210 – Lists Are the Reason for Meetings

Meetings are one of the greatest wastes of any organization. The Sunday morning monologue worked well in a world without phone lines, but today a weekly monologue at an indoor amphitheater is a waste since a podcast will do much better. The same is true of companies. “Conference” is different, but shouldn’t be more than once a month. The purpose there is to cultivate widespread excitement over common interests. But, “conferences” are different from “meetings”.

The purpose of having a meeting is to host discussion.

Healthy operations require lists, but humans are born to not understand lists. Learning to understand, create, follow, keep, update, and recognize items on a list is part of growing up in a civilized society—and the learning never stops nor is it ever easy. Good parents teach their children the art of “listing” at an early age just as a good supervisor and mentor helps employees, volunteers, and students see how lists work in the real world.
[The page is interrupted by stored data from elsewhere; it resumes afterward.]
//! Factory module - 7-bag random piece generation
//!
//! Implements the "7-bag" randomization algorithm used in modern Tetris.
//! Each bag contains one of each piece (I, O, T, S, Z, J, L), shuffled with
//! Fisher-Yates. The queue in front of the bag is topped up from the bag and
//! always holds at least [`NEXT_QUEUE_LEN`] kinds for the preview.
//!
//! The default factory is seeded from the OS; [`PieceFactory::seeded`] gives a
//! reproducible sequence for tests and benches.

use std::collections::VecDeque;

use arrayvec::ArrayVec;
use rand::rngs::StdRng;
use rand::seq::SliceRandom;
use rand::SeedableRng;

use crate::piece::Piece;
use crate::types::{PieceKind, NEXT_QUEUE_LEN};

/// Bag randomizer plus lookahead queue.
#[derive(Debug, Clone)]
pub struct PieceFactory {
    /// Remaining kinds of the current bag; drawn from the back.
    bag: ArrayVec<PieceKind, 7>,
    /// Upcoming kinds, front is next.
    queue: VecDeque<PieceKind>,
    rng: StdRng,
}

impl PieceFactory {
    /// Create a factory seeded from OS entropy.
    pub fn new() -> Self {
        Self::from_rng(StdRng::from_os_rng())
    }

    /// Create a factory with a fixed seed (deterministic sequence).
    pub fn seeded(seed: u64) -> Self {
        Self::from_rng(StdRng::seed_from_u64(seed))
    }

    fn from_rng(rng: StdRng) -> Self {
        let mut factory = Self {
            bag: ArrayVec::new(),
            queue: VecDeque::with_capacity(NEXT_QUEUE_LEN + 1),
            rng,
        };
        factory.refill();
        factory
    }

    /// Top the queue up to the preview length, opening a new shuffled bag
    /// whenever the current one runs out.
    pub fn refill(&mut self) {
        while self.queue.len() < NEXT_QUEUE_LEN {
            if self.bag.is_empty() {
                self.bag.extend(PieceKind::ALL);
                self.bag.shuffle(&mut self.rng);
            }
            if let Some(kind) = self.bag.pop() {
                self.queue.push_back(kind);
            }
        }
    }

    /// Take the next kind off the queue.
    pub fn next_kind(&mut self) -> PieceKind {
        // The queue is never empty after refill(); the fallback keeps this total.
        let kind = self.queue.pop_front().unwrap_or_else(|| {
            self.refill();
            self.queue.pop_front().unwrap_or(PieceKind::I)
        });
        self.refill();
        kind
    }

    /// Take the next kind off the queue as a freshly spawned piece.
    pub fn next(&mut self) -> Piece {
        Piece::spawn(self.next_kind())
    }

    /// Upcoming kinds for the preview display.
    pub fn preview(&self) -> [PieceKind; NEXT_QUEUE_LEN] {
        let mut out = [PieceKind::I; NEXT_QUEUE_LEN];
        for (slot, kind) in out.iter_mut().zip(self.queue.iter()) {
            *slot = *kind;
        }
        out
    }

    /// Number of queued kinds.
    pub fn queue_len(&self) -> usize {
        self.queue.len()
    }

    /// Kinds left in the current bag.
    pub fn bag(&self) -> &[PieceKind] {
        &self.bag
    }

    /// Discard bag and queue (new game), keeping the RNG stream.
    pub fn reset(&mut self) {
        self.bag.clear();
        self.queue.clear();
        self.refill();
    }
}

impl Default for PieceFactory {
    fn default() -> Self {
        Self::new()
    }
}
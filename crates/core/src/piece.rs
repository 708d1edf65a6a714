//! Falling piece instance.

use crate::shape::{template, Shape};
use crate::types::{PieceKind, Rgb, BOARD_WIDTH};

/// A tetromino placed in board coordinates.
///
/// `x`/`y` locate the top-left corner of the shape's bounding box.
#[derive(Debug, Clone, Copy, PartialEq, Eq, Hash)]
pub struct Piece {
    pub kind: PieceKind,
    pub shape: Shape,
    pub x: i8,
    pub y: i8,
}

impl Piece {
    /// Create a piece from its template, horizontally centered on row 0.
    pub fn spawn(kind: PieceKind) -> Self {
        let shape = template(kind);
        Self {
            kind,
            shape,
            x: Self::centered_x(&shape),
            y: 0,
        }
    }

    /// Column that centers `shape` on the board.
    pub fn centered_x(shape: &Shape) -> i8 {
        (BOARD_WIDTH / 2) as i8 - (shape.cols() / 2) as i8
    }

    pub fn color(&self) -> Rgb {
        self.kind.color()
    }

    /// Absolute board coordinates of every occupied cell.
    pub fn cells(&self) -> impl Iterator<Item = (i8, i8)> + '_ {
        self.shape
            .cells()
            .map(move |(dx, dy)| (self.x + dx, self.y + dy))
    }

    /// Copy of this piece shifted by `(dx, dy)`.
    pub fn offset(&self, dx: i8, dy: i8) -> Self {
        Self {
            x: self.x + dx,
            y: self.y + dy,
            ..*self
        }
    }
}
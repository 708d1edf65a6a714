//! Engine configuration.
//!
//! Defaults come from the constants in `blockfall_types`. A JSON document may
//! override any subset of fields:
//!
//! ```
//! use blockfall_core::EngineConfig;
//!
//! let config = EngineConfig::from_json(r#"{ "lock_delay_ms": 750 }"#).unwrap();
//! assert_eq!(config.lock_delay_ms, 750);
//! assert_eq!(config.lock_reset_limit, 15);
//! ```

use serde::{Deserialize, Serialize};

use crate::error::{ConfigError, Result};
use crate::types::{
    LOCK_DELAY_MS, LOCK_RESET_LIMIT, MOVE_REPEAT_MS, REPEAT_DELAY_MS, SOFT_DROP_REPEAT_MS,
};

/// Tunable timings for a game session.
#[derive(Debug, Clone, Copy, PartialEq, Eq, Serialize, Deserialize)]
#[serde(default)]
pub struct EngineConfig {
    /// Grace period before a grounded piece locks
    pub lock_delay_ms: u32,
    /// Move/rotate resets allowed while grounded
    pub lock_reset_limit: u8,
    /// Minimum interval between held horizontal moves
    pub move_repeat_ms: u32,
    /// Minimum interval between held soft-drop steps
    pub soft_drop_repeat_ms: u32,
    /// Hold time before a held input starts repeating (may be zero)
    pub repeat_delay_ms: u32,
}

impl Default for EngineConfig {
    fn default() -> Self {
        Self {
            lock_delay_ms: LOCK_DELAY_MS,
            lock_reset_limit: LOCK_RESET_LIMIT,
            move_repeat_ms: MOVE_REPEAT_MS,
            soft_drop_repeat_ms: SOFT_DROP_REPEAT_MS,
            repeat_delay_ms: REPEAT_DELAY_MS,
        }
    }
}

impl EngineConfig {
    /// Create a new configuration with default values
    pub fn new() -> Self {
        Self::default()
    }

    pub fn with_lock_delay_ms(mut self, ms: u32) -> Self {
        self.lock_delay_ms = ms;
        self
    }

    pub fn with_lock_reset_limit(mut self, limit: u8) -> Self {
        self.lock_reset_limit = limit;
        self
    }

    pub fn with_move_repeat_ms(mut self, ms: u32) -> Self {
        self.move_repeat_ms = ms;
        self
    }

    pub fn with_soft_drop_repeat_ms(mut self, ms: u32) -> Self {
        self.soft_drop_repeat_ms = ms;
        self
    }

    pub fn with_repeat_delay_ms(mut self, ms: u32) -> Self {
        self.repeat_delay_ms = ms;
        self
    }

    /// Reject zero-valued fields. `repeat_delay_ms` may be zero.
    pub fn validate(&self) -> Result<()> {
        let fields = [
            ("lock_delay_ms", self.lock_delay_ms),
            ("lock_reset_limit", u32::from(self.lock_reset_limit)),
            ("move_repeat_ms", self.move_repeat_ms),
            ("soft_drop_repeat_ms", self.soft_drop_repeat_ms),
        ];
        match fields.iter().find(|(_, v)| *v == 0) {
            Some(&(field, _)) => Err(ConfigError::Zero { field }),
            None => Ok(()),
        }
    }

    /// Parse and validate a JSON document. Missing fields keep their defaults.
    pub fn from_json(s: &str) -> Result<Self> {
        let config: Self = serde_json::from_str(s)?;
        config.validate()?;
        Ok(config)
    }
}

#[cfg(test)]
mod tests {
    use super::*;

    #[test]
    fn test_defaults_match_constants() {
        let config = EngineConfig::default();
        assert_eq!(config.lock_delay_ms, 500);
        assert_eq!(config.lock_reset_limit, 15);
        assert_eq!(config.move_repeat_ms, 100);
        assert_eq!(config.soft_drop_repeat_ms, 50);
        assert_eq!(config.repeat_delay_ms, 150);
        assert!(config.validate().is_ok());
    }

    #[test]
    fn test_builder() {
        let config = EngineConfig::new()
            .with_lock_delay_ms(300)
            .with_lock_reset_limit(5)
            .with_move_repeat_ms(80)
            .with_soft_drop_repeat_ms(30)
            .with_repeat_delay_ms(0);
        assert_eq!(config.lock_delay_ms, 300);
        assert_eq!(config.lock_reset_limit, 5);
        assert_eq!(config.move_repeat_ms, 80);
        assert_eq!(config.soft_drop_repeat_ms, 30);
        assert_eq!(config.repeat_delay_ms, 0);
        assert!(config.validate().is_ok());
    }

    #[test]
    fn test_zero_field_rejected() {
        let err = EngineConfig::new().with_move_repeat_ms(0).validate().unwrap_err();
        assert!(matches!(err, ConfigError::Zero { field: "move_repeat_ms" }));
        assert!(err.to_string().contains("move_repeat_ms"));
    }

    #[test]
    fn test_partial_json() {
        let config = EngineConfig::from_json(r#"{"soft_drop_repeat_ms": 40}"#).unwrap();
        assert_eq!(config.soft_drop_repeat_ms, 40);
        assert_eq!(config.move_repeat_ms, 100);
    }

    #[test]
    fn test_bad_json() {
        let err = EngineConfig::from_json("{ not json").unwrap_err();
        assert!(matches!(err, ConfigError::Parse(_)));
        let err = EngineConfig::from_json(r#"{"lock_delay_ms": 0}"#).unwrap_err();
        assert!(matches!(err, ConfigError::Zero { .. }));
    }
}
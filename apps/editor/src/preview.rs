//! Preview model: the read-only view that templates render.
//!
//! Resolves display-time rules once so renderers don't repeat them: effective bullet
//! points, "Present" date ranges, hidden social links, and dynamic section ordering.

use serde::Serialize;

use crate::models::resume::{DynamicSectionData, PersonalInfo, ResumeData};

#[derive(Debug, Clone, Serialize)]
pub struct ResumePreview {
    pub header: HeaderPreview,
    pub experience: Vec<ExperiencePreview>,
    pub education: Vec<EducationPreview>,
    pub skills: Vec<SkillPreview>,
    pub sections: Vec<SectionPreview>,
    pub dynamic_sections: Vec<DynamicSectionPreview>,
}

#[derive(Debug, Clone, Serialize)]
pub struct HeaderPreview {
    pub full_name: String,
    pub title: String,
    pub email: String,
    pub phone: String,
    pub location: String,
    pub summary: String,
    pub photo: Option<String>,
    /// `(label, url)` pairs, empty when social links are switched off.
    pub social_links: Vec<(String, String)>,
}

#[derive(Debug, Clone, Serialize)]
pub struct ExperiencePreview {
    pub id: String,
    pub company: String,
    pub position: String,
    pub date_range: String,
    pub bullets: Vec<String>,
}

#[derive(Debug, Clone, Serialize)]
pub struct EducationPreview {
    pub id: String,
    pub school: String,
    pub degree: String,
    pub field: String,
    pub date_range: String,
    pub gpa: Option<String>,
}

#[derive(Debug, Clone, Serialize)]
pub struct SkillPreview {
    pub id: String,
    pub name: String,
    pub level: Option<u32>,
}

#[derive(Debug, Clone, Serialize)]
pub struct SectionPreview {
    pub id: String,
    pub title: String,
    pub content: String,
}

#[derive(Debug, Clone, Serialize)]
pub struct DynamicSectionPreview {
    pub id: String,
    pub title: String,
    pub section_type: &'static str,
    pub data: DynamicSectionData,
}

pub fn build_preview(data: &ResumeData) -> ResumePreview {
    ResumePreview {
        header: header(&data.personal_info, data.include_social_links),
        experience: data
            .experience
            .iter()
            .map(|exp| ExperiencePreview {
                id: exp.id.clone(),
                company: exp.company.clone(),
                position: exp.position.clone(),
                date_range: exp.date_range(),
                bullets: exp.effective_bullet_points(),
            })
            .collect(),
        education: data
            .education
            .iter()
            .map(|edu| EducationPreview {
                id: edu.id.clone(),
                school: edu.school.clone(),
                degree: edu.degree.clone(),
                field: edu.field.clone(),
                date_range: edu.date_range(),
                gpa: edu.gpa.clone().filter(|g| !g.trim().is_empty()),
            })
            .collect(),
        skills: data
            .skills
            .iter()
            .filter(|s| !s.name.trim().is_empty())
            .map(|s| SkillPreview {
                id: s.id.clone(),
                name: s.name.clone(),
                level: s.level,
            })
            .collect(),
        sections: data
            .sections
            .iter()
            .map(|s| SectionPreview {
                id: s.id.clone(),
                title: s.title.clone(),
                content: s.content.clone(),
            })
            .collect(),
        dynamic_sections: data
            .visible_dynamic_sections()
            .into_iter()
            .map(|s| DynamicSectionPreview {
                id: s.id.clone(),
                title: s.title.clone(),
                section_type: s.data.type_str(),
                data: s.data.clone(),
            })
            .collect(),
    }
}

fn header(info: &PersonalInfo, include_social_links: bool) -> HeaderPreview {
    let social_links = if include_social_links {
        [
            ("LinkedIn", &info.linkedin),
            ("GitHub", &info.github),
            ("Website", &info.website),
            ("Portfolio", &info.portfolio),
        ]
        .into_iter()
        .filter_map(|(label, url)| {
            url.as_deref()
                .map(str::trim)
                .filter(|u| !u.is_empty())
                .map(|u| (label.to_string(), u.to_string()))
        })
        .collect()
    } else {
        Vec::new()
    };

    HeaderPreview {
        full_name: info.full_name.clone(),
        title: info.title.clone(),
        email: info.email.clone(),
        phone: info.phone.clone(),
        location: info.location.clone(),
        summary: info.summary.clone(),
        photo: Some(info.photo.clone()).filter(|p| !p.is_empty()),
        social_links,
    }
}
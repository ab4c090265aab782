use std::time::Duration;

use anyhow::{ensure, Context, Result};

/// Application configuration loaded from environment variables.
/// Every setting has a default; malformed values fail startup.
#[derive(Debug, Clone)]
pub struct Config {
    pub port: u16,
    pub rust_log: String,
    /// Upper bound on concurrently open editing sessions.
    pub max_sessions: usize,
    /// Seconds a session may sit untouched before it is closed.
    pub session_ttl_secs: u64,
    pub cors_permissive: bool,
}

impl Default for Config {
    fn default() -> Self {
        Config {
            port: 8080,
            rust_log: "info".to_string(),
            max_sessions: 1000,
            session_ttl_secs: 3600,
            cors_permissive: true,
        }
    }
}

impl Config {
    pub fn from_env() -> Result<Self> {
        dotenvy::dotenv().ok(); // load .env if present; ignore if missing
        Self::from_lookup(|key| std::env::var(key).ok())
    }

    fn from_lookup(lookup: impl Fn(&str) -> Option<String>) -> Result<Self> {
        let defaults = Config::default();

        let session_ttl_secs = parse_or("SESSION_TTL_SECS", &lookup, defaults.session_ttl_secs)?;
        ensure!(session_ttl_secs > 0, "SESSION_TTL_SECS must be positive");

        Ok(Config {
            port: parse_or("PORT", &lookup, defaults.port)?,
            rust_log: lookup("RUST_LOG").unwrap_or(defaults.rust_log),
            max_sessions: parse_or("MAX_SESSIONS", &lookup, defaults.max_sessions)?,
            session_ttl_secs,
            cors_permissive: parse_or("CORS_PERMISSIVE", &lookup, defaults.cors_permissive)?,
        })
    }

    pub fn session_ttl(&self) -> Duration {
        Duration::from_secs(self.session_ttl_secs)
    }
}

fn parse_or<T>(key: &str, lookup: &impl Fn(&str) -> Option<String>, default: T) -> Result<T>
where
    T: std::str::FromStr,
    T::Err: std::error::Error + Send + Sync + 'static,
{
    match lookup(key) {
        Some(raw) => raw
            .trim()
            .parse::<T>()
            .with_context(|| format!("Environment variable '{key}' has an invalid value '{raw}'")),
        None => Ok(default),
    }
}

#[cfg(test)]
mod tests {
    use super::*;
    use std::collections::HashMap;

    fn lookup(pairs: &[(&str, &str)]) -> impl Fn(&str) -> Option<String> {
        let map: HashMap<String, String> = pairs
            .iter()
            .map(|(k, v)| (k.to_string(), v.to_string()))
            .collect();
        move |key: &str| map.get(key).cloned()
    }

    #[test]
    fn test_defaults_when_unset() {
        let config = Config::from_lookup(lookup(&[])).unwrap();
        assert_eq!(config.port, 8080);
        assert_eq!(config.rust_log, "info");
        assert_eq!(config.max_sessions, 1000);
        assert_eq!(config.session_ttl(), Duration::from_secs(3600));
        assert!(config.cors_permissive);
    }

    #[test]
    fn test_overrides() {
        let config = Config::from_lookup(lookup(&[
            ("PORT", "9000"),
            ("MAX_SESSIONS", "5"),
            ("SESSION_TTL_SECS", "90"),
            ("CORS_PERMISSIVE", "false"),
            ("RUST_LOG", "debug"),
        ]))
        .unwrap();
        assert_eq!(config.port, 9000);
        assert_eq!(config.max_sessions, 5);
        assert_eq!(config.session_ttl_secs, 90);
        assert!(!config.cors_permissive);
        assert_eq!(config.rust_log, "debug");
    }

    #[test]
    fn test_invalid_port_is_an_error() {
        let err = Config::from_lookup(lookup(&[("PORT", "eighty")])).unwrap_err();
        assert!(err.to_string().contains("PORT"));
    }

    #[test]
    fn test_zero_session_ttl_is_an_error() {
        let err = Config::from_lookup(lookup(&[("SESSION_TTL_SECS", "0")])).unwrap_err();
        assert!(err.to_string().contains("SESSION_TTL_SECS"));
    }
}
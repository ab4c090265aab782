use std::sync::Arc;
use std::time::Duration;

use tokio::task::JoinHandle;

use crate::session::SessionStore;

/// How often idle sessions are swept.
pub const SWEEP_INTERVAL: Duration = Duration::from_secs(60);

/// Spawn a background task that closes sessions idle for longer than the store's TTL.
///
/// Runs until aborted through the returned handle.
pub fn start_reaper(sessions: Arc<SessionStore>, every: Duration) -> JoinHandle<()> {
    tokio::spawn(async move {
        let mut interval = tokio::time::interval(every);

        loop {
            interval.tick().await;
            let evicted = sessions.evict_idle().await;
            if evicted > 0 {
                tracing::info!(evicted, "Session reaper: closed idle sessions");
            } else {
                tracing::debug!("Session reaper: nothing to close");
            }
        }
    })
}

#[cfg(test)]
mod tests {
    use super::*;
    use serde_json::Value;

    #[tokio::test(start_paused = true)]
    async fn test_reaper_closes_idle_sessions() {
        let ttl = Duration::from_secs(300);
        let sessions = Arc::new(SessionStore::new(10, ttl));
        sessions.create(Value::Null).await.unwrap();

        let handle = start_reaper(Arc::clone(&sessions), Duration::from_secs(30));

        tokio::time::sleep(ttl / 2).await;
        assert_eq!(sessions.open_count().await, 1);

        tokio::time::sleep(ttl).await;
        assert_eq!(sessions.open_count().await, 0);

        handle.abort();
    }
}
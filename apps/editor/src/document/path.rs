//! Compiled field paths.
//!
//! A path is a dot-delimited list of segments. Each segment is an object key, and
//! additionally an array index when its text is the canonical decimal form of a
//! non-negative integer. Paths are parsed once and reused for every edit.

use std::fmt;
use std::str::FromStr;

use serde::{Deserialize, Deserializer, Serialize, Serializer};
use thiserror::Error;

#[derive(Debug, Clone, PartialEq, Eq, Error)]
pub enum PathError {
    #[error("path is empty")]
    Empty,

    #[error("path '{path}' has an empty segment at position {position}")]
    EmptySegment { path: String, position: usize },
}

/// One step of a [`FieldPath`].
#[derive(Debug, Clone, PartialEq, Eq)]
pub struct Segment {
    key: String,
    index: Option<usize>,
}

impl Segment {
    pub fn key(key: impl Into<String>) -> Self {
        let key = key.into();
        let index = canonical_index(&key);
        Self { key, index }
    }

    pub fn as_key(&self) -> &str {
        &self.key
    }

    /// The array index this segment denotes, if its text round-trips as one.
    pub fn as_index(&self) -> Option<usize> {
        self.index
    }
}

/// `"3"` is an index; `"03"`, `"+3"`, `"3x"` and `"-1"` are plain keys.
fn canonical_index(key: &str) -> Option<usize> {
    let parsed = key.parse::<usize>().ok()?;
    (parsed.to_string() == key).then_some(parsed)
}

#[derive(Debug, Clone, PartialEq, Eq)]
pub struct FieldPath {
    parents: Vec<Segment>,
    last: Segment,
}

impl FieldPath {
    pub fn parse(raw: &str) -> Result<Self, PathError> {
        if raw.is_empty() {
            return Err(PathError::Empty);
        }

        let mut segments = raw
            .split('.')
            .enumerate()
            .map(|(position, part)| {
                if part.is_empty() {
                    Err(PathError::EmptySegment {
                        path: raw.to_string(),
                        position,
                    })
                } else {
                    Ok(Segment::key(part))
                }
            })
            .collect::<Result<Vec<_>, _>>()?;

        // split('.') on a non-empty string yields at least one part
        let last = segments.pop().ok_or(PathError::Empty)?;
        Ok(Self {
            parents: segments,
            last,
        })
    }

    pub fn segments(&self) -> impl Iterator<Item = &Segment> {
        self.parents.iter().chain(std::iter::once(&self.last))
    }

    /// The segments leading to the container, and the final segment within it.
    pub fn split_last(&self) -> (&[Segment], &Segment) {
        (&self.parents, &self.last)
    }
}

impl fmt::Display for FieldPath {
    fn fmt(&self, f: &mut fmt::Formatter<'_>) -> fmt::Result {
        for (i, segment) in self.segments().enumerate() {
            if i > 0 {
                f.write_str(".")?;
            }
            f.write_str(segment.as_key())?;
        }
        Ok(())
    }
}

impl FromStr for FieldPath {
    type Err = PathError;

    fn from_str(s: &str) -> Result<Self, Self::Err> {
        Self::parse(s)
    }
}

impl Serialize for FieldPath {
    fn serialize<S: Serializer>(&self, serializer: S) -> Result<S::Ok, S::Error> {
        serializer.collect_str(self)
    }
}

impl<'de> Deserialize<'de> for FieldPath {
    fn deserialize<D: Deserializer<'de>>(deserializer: D) -> Result<Self, D::Error> {
        let raw = String::deserialize(deserializer)?;
        FieldPath::parse(&raw).map_err(serde::de::Error::custom)
    }
}

#[cfg(test)]
mod tests {
    use super::*;
    use serde_json::json;

    #[test]
    fn test_numeric_segments_become_indices() {
        let path = FieldPath::parse("experience.1.position").unwrap();
        let indices: Vec<_> = path.segments().map(Segment::as_index).collect();
        assert_eq!(indices, vec![None, Some(1), None]);
    }

    #[test]
    fn test_non_canonical_numbers_stay_keys() {
        for key in ["0x", "01", "+1", "-1", "1.5e3"] {
            assert_eq!(Segment::key(key).as_index(), None, "{key} must not be an index");
        }
        assert_eq!(Segment::key("0").as_index(), Some(0));
    }

    #[test]
    fn test_empty_path_rejected() {
        assert_eq!(FieldPath::parse(""), Err(PathError::Empty));
    }

    #[test]
    fn test_empty_segment_rejected() {
        for raw in ["a..b", ".a", "a."] {
            assert!(
                matches!(FieldPath::parse(raw), Err(PathError::EmptySegment { .. })),
                "{raw} should fail"
            );
        }
    }

    #[test]
    fn test_brackets_are_not_interpreted() {
        let path = FieldPath::parse("sections[0].title").unwrap();
        let first = path.segments().next().unwrap();
        assert_eq!(first.as_key(), "sections[0]");
        assert_eq!(path.segments().count(), 2);
    }

    #[test]
    fn test_display_round_trips() {
        let path: FieldPath = "personalInfo.fullName".parse().unwrap();
        assert_eq!(path.to_string(), "personalInfo.fullName");
        assert_eq!(FieldPath::parse(&path.to_string()).unwrap(), path);
    }

    #[test]
    fn test_deserializes_from_string() {
        let path: FieldPath = serde_json::from_value(json!("skills.2.name")).unwrap();
        assert_eq!(path.to_string(), "skills.2.name");
        assert!(serde_json::from_value::<FieldPath>(json!("skills..name")).is_err());
    }
}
Even God gave Moses a list, the Ten Commandments. It’s hard to obey all ten as with any moral code. Sometimes remembering is the hard part, sometimes it’s applying, sometimes it’s understanding, but, with morals, most of the time the hardest thing is the willingness to obey. But, remembering that even morals are simply a list of things to do that, if done, will result in a perfect product, the obedience part becomes a little less difficult.

Listing is a lifelong study. That’s why managing lists are best done at group meetings.

Every member of an administration—every employee and volunteer—along with every member of a family—everyone already has two “lists”, sometimes we even write them down. The first list is the “de facto” list, the list of things we actually do. The second list is the “prescribed” list, the list of things we should do. The list to write down first is not the prescribed, but the de facto.

Know what you are doing day to day. Write it down as if you needed to guide yourself over the phone. Talk with others about how to “list” better. Then, you’ll have a better idea of what you should be doing.